Notre camarade américain Joshua Koritz s’est récemment rendu au Québec, à Montréal pour être plus précis, pour être en première ligne des luttes étudiantes, soutenir nos camarades d’Alternative Socialiste (CIO-Québec) et en rapporter les leçon dans le journal Justice, publication des partisans du CIO aux USA. Pour cette interview, il s’est entretenu avec Julien Daigneault à propos de la grève étudiante, des stratégies de la lutte et de ses perspectives.

Paux-tu nous parler du mouvement étudiant au Québec : pourquoi les étudiants sont-ils entrés en lutte ?

Cela fait maintenant plus de 100 jours que les étudiants sont en grève. Les trois principales fédérations étudiantes ont débuté la grève sur une base commune : elles s’opposent à l’augmentation des frais de scolarité au Québec. C’est la première fois depuis une dizaine d’années que les trois fédérations étudiantes s’unissent dans la lutte. Il s’agit-là de la clé de voûte du pouvoir du mouvement ainsi que de son unité.

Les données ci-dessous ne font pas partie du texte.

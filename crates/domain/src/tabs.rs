//! Which request/response panel tabs apply to the current request

use serde::{Deserialize, Serialize};

use crate::request::{HttpMethod, RequestKind};

/// A tab in the request panel.
#[derive(Debug, Clone, Copy, PartialEq, Eq, Hash, Serialize, Deserialize)]
#[serde(rename_all = "snake_case")]
pub enum RequestTab {
    /// Path and query parameters
    Params,
    /// Request headers
    Headers,
    /// Request body
    Body,
    /// WebSocket message composer
    Messages,
}

/// A tab in the response panel.
#[derive(Debug, Clone, Copy, PartialEq, Eq, Hash, Serialize, Deserialize)]
#[serde(rename_all = "snake_case")]
pub enum ResponseTab {
    /// Response body
    Body,
    /// Response headers
    Headers,
    /// Trace/debug view of the last response
    Debug,
    /// Previous responses
    History,
    /// WebSocket messages received
    Messages,
}

/// Returns the request tabs that apply to `method` and `request_kind`.
#[must_use]
pub fn visible_request_tabs(method: HttpMethod, request_kind: RequestKind) -> Vec<RequestTab> {
    if request_kind.is_websocket() {
        return vec![RequestTab::Params, RequestTab::Headers, RequestTab::Messages];
    }
    if method.can_have_body() {
        vec![RequestTab::Params, RequestTab::Headers, RequestTab::Body]
    } else {
        vec![RequestTab::Params, RequestTab::Headers]
    }
}

/// Returns the response tabs that apply to `request_kind`.
#[must_use]
pub fn visible_response_tabs(request_kind: RequestKind) -> Vec<ResponseTab> {
    let mut tabs = vec![
        ResponseTab::Body,
        ResponseTab::Headers,
        ResponseTab::Debug,
        ResponseTab::History,
    ];
    if request_kind.is_websocket() {
        tabs.push(ResponseTab::Messages);
    }
    tabs
}

/// Keeps `active` if it is still visible, else falls back to the first
/// visible tab.
#[must_use]
pub fn retain_active<T: Copy + PartialEq>(active: T, visible: &[T]) -> T {
    if visible.contains(&active) {
        active
    } else {
        visible.first().copied().unwrap_or(active)
    }
}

Les revendications principales sont les suivantes : les étudiants n’accepteront aucun type d’augmentation des frais de scolarité. Les dernières hausses datant de 2007 sont toujours en cours et devraient se terminer en 2013. Le gouvernement voudrait accélérer ces hausses et les porter à leur maximum, c’est-à-dire à 75% de plus d’ici la fin 2012.

Les gens sont en colère car ils veulent une éducation publique accessible à tous. Ils sont prêts à se battre afin de s’assurer qu’elle le soit réellement. Ils ne veulent pas de l’arrivée d’un enseignement séparé pour les riches et les pauvres.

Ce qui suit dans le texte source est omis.